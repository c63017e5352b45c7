//! Hashing primitives and entropy derivation for timeslug.
//!
//! This crate is the only place in the workspace that touches HMAC or
//! SHA-256 directly. Everything downstream works on [`Entropy`] values.
//!
//! # Modules
//!
//! - [`mac`]: HMAC-SHA256 keyed hashing
//! - [`hash`]: SHA-256 digests and the mnemonic checksum byte
//! - [`entropy`]: secret seeds and primary / auxiliary entropy per period
//! - [`wordlist`]: the 2048-word dictionary
//! - [`mnemonic`]: 264-bit slicing of entropy into dictionary words
//!
//! [`Entropy`]: timeslug_types::Entropy

pub mod entropy;
pub mod hash;
pub mod mac;
pub mod mnemonic;
pub mod wordlist;
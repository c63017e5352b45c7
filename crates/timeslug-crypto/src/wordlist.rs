//! The 2048-word dictionary behind mnemonic mode.
//!
//! Word order is significant: position `i` is the word for the 11-bit
//! index `i`. A list of any other size is rejected at construction so
//! the encoder can never index out of range or silently remap words.

use std::path::Path;
use std::sync::OnceLock;

use timeslug_types::{Result, TimeslugError};

/// Number of words a dictionary must contain (2^11).
pub const DICTIONARY_SIZE: usize = 2048;

/// The BIP39 English word list, one word per line.
const ENGLISH_WORDLIST: &str = include_str!("../data/bip39_english.txt");

static ENGLISH: OnceLock<Dictionary> = OnceLock::new();

/// An ordered, immutable list of exactly [`DICTIONARY_SIZE`] words.
#[derive(Clone, Debug, Eq, PartialEq)]
pub struct Dictionary {
    words: Vec<String>,
}

impl Dictionary {
    /// Returns the embedded BIP39 English dictionary.
    ///
    /// Built on first use and shared read-only afterwards.
    pub fn english() -> &'static Dictionary {
        ENGLISH.get_or_init(|| Dictionary {
            words: split_words(ENGLISH_WORDLIST),
        })
    }

    /// Parses a newline-delimited word list.
    ///
    /// Surrounding whitespace is trimmed and blank lines are skipped.
    ///
    /// # Errors
    ///
    /// Returns [`TimeslugError::DictionaryError`] unless exactly
    /// [`DICTIONARY_SIZE`] words remain.
    pub fn from_text(text: &str) -> Result<Self> {
        Self::from_words(split_words(text))
    }

    /// Builds a dictionary from an ordered word sequence.
    ///
    /// # Errors
    ///
    /// Returns [`TimeslugError::DictionaryError`] if the count is not
    /// [`DICTIONARY_SIZE`] or a word is empty.
    pub fn from_words(words: Vec<String>) -> Result<Self> {
        if words.len() != DICTIONARY_SIZE {
            return Err(TimeslugError::DictionaryError {
                reason: format!(
                    "expected {DICTIONARY_SIZE} words, got {}",
                    words.len()
                ),
            });
        }
        if let Some(pos) = words.iter().position(|w| w.is_empty()) {
            return Err(TimeslugError::DictionaryError {
                reason: format!("empty word at index {pos}"),
            });
        }
        Ok(Self { words })
    }

    /// Reads and validates a word list file.
    ///
    /// # Errors
    ///
    /// Returns [`TimeslugError::DictionaryError`] if the file cannot be
    /// read or fails validation.
    pub fn load(path: &Path) -> Result<Self> {
        let text = std::fs::read_to_string(path).map_err(|e| TimeslugError::DictionaryError {
            reason: format!("failed to read {}: {e}", path.display()),
        })?;
        Self::from_text(&text)
    }

    /// Returns the word at `index`, or `None` if `index >= 2048`.
    pub fn word(&self, index: u16) -> Option<&str> {
        self.words.get(usize::from(index)).map(String::as_str)
    }

    /// Returns the index of `word`, if present.
    pub fn index_of(&self, word: &str) -> Option<u16> {
        self.words
            .iter()
            .position(|w| w == word)
            .and_then(|pos| u16::try_from(pos).ok())
    }

    /// Number of words (always [`DICTIONARY_SIZE`] for validated lists).
    pub fn len(&self) -> usize {
        self.words.len()
    }

    /// Always `false` for a constructed dictionary.
    pub fn is_empty(&self) -> bool {
        self.words.is_empty()
    }
}

fn split_words(text: &str) -> Vec<String> {
    text.lines()
        .map(str::trim)
        .filter(|line| !line.is_empty())
        .map(str::to_owned)
        .collect()
}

• PROBLEM
Every line that holds the word "only" should be copied from the records.

• OUTPUT OF THE EXERCISE
//! This crate is the only place in the workspace that touches HMAC or
    /// Built on first use and shared read-only afterwards.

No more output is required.